11 February, 2008 | authors | No comments

When I was working in a bookstore (how long ago?!), we received this truly massive tome of a book, a monstrous doorstop of a thing, with a Romaticized(?) picture of some kind of noble or aristocratic hunter on the front. It was the title, though, that grabbed me: With Fire And Sword. That, and the sheer magnitude of the thing. I put it on my reserve shelf in the back room, bought it, and I do not believe I have loved a book more. It’s been a few years since I re-read it, but it still holds my imagination like few others. It’s a sprawling historical epic about the Cossack Uprising in 1647, and contains one of my favorite literary figures: Pan Longinus Podbipyenta.

Much as it pains me to do so, describing WFaS is not unlike that cliche about the Broadway musical “Cats”: I laughed, I cried, I fell in love. Yep. All that, and a big ol’ bag of chips.

From this random, and extremely fortunate, beginning, I found Quo Vadis, the Nobel Prize-winning novel of early Christianity which Sienkiewicz had also written, and which, despite my own lack of certainty about matters of a religious or faith-based nature, pulled me right along with it. Regardless of topic, Sienkiewicz had the ability to turn the deserts of my middle and high school history classes into oases of adventure, wonder, and passion.

Scott Lynch

10 February, 2008 | authors | No comments

Mr. Lynch’s work has been a breath of fresh air and a reminder of why I started reading Fantasy literature in the first place. I picked up his The Lies of Locke Lamora from the library and it hooked me immediately. I now own hardcovers of both this and the second novel, Red Seas Under Red Skies.

Perfect? No, but what is? The world is both old and new, and though the first of the forthcoming 7 (!) novels in the Gentlemen Bastard series is entirely set in a single city, Camorra is a fully realized, fantastical version of Venice, which I thoroughly enjoyed.
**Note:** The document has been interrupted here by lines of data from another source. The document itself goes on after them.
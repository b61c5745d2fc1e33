use crate::models::{Density, RiskSlice, Zone, ZoneStatus, ZoneTouristCount};

#[derive(Debug, Clone, PartialEq)]
pub struct ZoneBreakdown {
    pub zone_id: String,
    pub name: String,
    pub status: ZoneStatus,
    pub tourists: usize,
    pub sos_count: usize,
    pub unregistered: usize,
}

#[derive(Debug, Clone, PartialEq)]
pub struct Statistics {
    pub tourists_by_zone: Vec<ZoneTouristCount>,
    pub risk_distribution: Vec<RiskSlice>,
    pub zone_breakdown: Vec<ZoneBreakdown>,
    pub total_tourists: usize,
    pub active_sos: usize,
    pub unregistered: usize,
    /// Rounded mean of safety scores with missing scores counted as 0.
    /// Defined as 0 for an empty roster.
    pub average_safety_score: u32,
}

/// Pure summary of the zone list; same input, same output, no side effects.
pub fn aggregate(zones: &[Zone]) -> Statistics {
    let tourists_by_zone = zones
        .iter()
        .map(|zone| ZoneTouristCount {
            zone_id: zone.zone_id.clone(),
            name: zone.name.clone(),
            tourists: zone.tourists.len(),
            status: zone.status,
        })
        .collect();

    let risk_distribution = [ZoneStatus::Safe, ZoneStatus::Moderate, ZoneStatus::Risky]
        .into_iter()
        .map(|status| RiskSlice {
            status,
            zones: zones.iter().filter(|z| z.status == status).count(),
        })
        .collect();

    let zone_breakdown = zones
        .iter()
        .map(|zone| ZoneBreakdown {
            zone_id: zone.zone_id.clone(),
            name: zone.name.clone(),
            status: zone.status,
            tourists: zone.tourists.len(),
            sos_count: zone.tourists.iter().filter(|t| t.sos_active).count(),
            unregistered: zone.tourists.iter().filter(|t| !t.id_issued).count(),
        })
        .collect();

    let all = || zones.iter().flat_map(|zone| zone.tourists.iter());
    let total_tourists = all().count();
    let active_sos = all().filter(|t| t.sos_active).count();
    let unregistered = all().filter(|t| !t.id_issued).count();

    let score_sum: u32 = all().map(|t| u32::from(t.safety_score.unwrap_or(0))).sum();
    let average_safety_score = if total_tourists == 0 {
        0
    } else {
        (f64::from(score_sum) / total_tourists as f64).round() as u32
    };

    Statistics {
        tourists_by_zone,
        risk_distribution,
        zone_breakdown,
        total_tourists,
        active_sos,
        unregistered,
        average_safety_score,
    }
}

/// Marker density tier used by the zone overview: three or more tourists
/// crowd a marker, two share one, otherwise it stands alone.
pub fn density(tourist_count: usize) -> Density {
    if tourist_count >= 3 {
        Density::High
    } else if tourist_count >= 2 {
        Density::Medium
    } else {
        Density::Low
    }
}

#[cfg(test)]
mod tests {
    use super::*;
    use crate::data::seed_zones;
    use crate::models::{Coordinate, RiskLevel, Tourist};

    fn scored_tourist(id: &str, safety_score: Option<u8>) -> Tourist {
        Tourist {
            id: id.to_string(),
            name: format!("Tourist {id}"),
            location: Coordinate { lat: 0.0, lng: 0.0 },
            risk_level: RiskLevel::Low,
            id_issued: true,
            blockchain_id: None,
            sos_active: false,
            nationality: None,
            emergency_contact: None,
            itinerary: None,
            safety_score,
            last_active: None,
        }
    }

    fn bare_zone(tourists: Vec<Tourist>) -> Zone {
        Zone {
            zone_id: "Z900".into(),
            name: "Test Strip".into(),
            status: ZoneStatus::Safe,
            tourists,
            nearby_help_centers: vec![],
            coordinates: None,
            radius_meters: None,
        }
    }

    #[test]
    fn seeded_headline_numbers() {
        let stats = aggregate(&seed_zones());
        assert_eq!(stats.total_tourists, 10);
        assert_eq!(stats.active_sos, 2);
        assert_eq!(stats.unregistered, 2);
        assert_eq!(stats.average_safety_score, 72);
    }

    #[test]
    fn risk_distribution_covers_all_buckets_in_order() {
        let stats = aggregate(&seed_zones());
        let buckets: Vec<(ZoneStatus, usize)> = stats
            .risk_distribution
            .iter()
            .map(|slice| (slice.status, slice.zones))
            .collect();
        assert_eq!(
            buckets,
            vec![
                (ZoneStatus::Safe, 2),
                (ZoneStatus::Moderate, 1),
                (ZoneStatus::Risky, 2),
            ]
        );
    }

    #[test]
    fn zone_breakdown_computes_per_zone_counts() {
        let stats = aggregate(&seed_zones());
        let riverfront = stats
            .zone_breakdown
            .iter()
            .find(|z| z.zone_id == "Z002")
            .unwrap();
        assert_eq!(riverfront.tourists, 3);
        assert_eq!(riverfront.sos_count, 1);
        assert_eq!(riverfront.unregistered, 1);

        let hilltop = stats
            .zone_breakdown
            .iter()
            .find(|z| z.zone_id == "Z001")
            .unwrap();
        assert_eq!(hilltop.sos_count, 0);
        assert_eq!(hilltop.unregistered, 0);
    }

    #[test]
    fn empty_roster_average_is_sentinel_zero() {
        let stats = aggregate(&[]);
        assert_eq!(stats.total_tourists, 0);
        assert_eq!(stats.average_safety_score, 0);

        let stats = aggregate(&[bare_zone(vec![])]);
        assert_eq!(stats.average_safety_score, 0);
    }

    #[test]
    fn missing_scores_count_as_zero() {
        let zones = vec![bare_zone(vec![
            scored_tourist("A", Some(80)),
            scored_tourist("B", None),
        ])];
        assert_eq!(aggregate(&zones).average_safety_score, 40);
    }

    #[test]
    fn average_rounds_to_nearest() {
        let zones = vec![bare_zone(vec![
            scored_tourist("A", Some(50)),
            scored_tourist("B", Some(51)),
        ])];
        // 50.5 rounds up
        assert_eq!(aggregate(&zones).average_safety_score, 51);
    }

    #[test]
    fn aggregation_is_idempotent() {
        let zones = seed_zones();
        assert_eq!(aggregate(&zones), aggregate(&zones));
    }

    #[test]
    fn density_tiers() {
        assert_eq!(density(0), Density::Low);
        assert_eq!(density(1), Density::Low);
        assert_eq!(density(2), Density::Medium);
        assert_eq!(density(3), Density::High);
        assert_eq!(density(7), Density::High);
    }
}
I have to admit that the title (and main) character is my least favorite, but I’m generally a sucker for sidekicks and secondary characters, from Tolkien’s Boromir to Weis & Hickman’s Sturm Brightblade to Sienkiewicz’ Pan Podbipyenta (the list of those three makes me realize my partiality for tragic endings…).

Lynch has a strong, confident voice, a powerful sense of place, and an excellent hand at scenes of energy and violence. At times, the loops and twists of cons and counter-cons seems a bit too much for me, but every action has a genuine and realistic reaction, and it’s to Lynch’s credit that these situations are not always as the heroes expect.

So if you haven’t yet read Lies, go get it. Now. Seriously.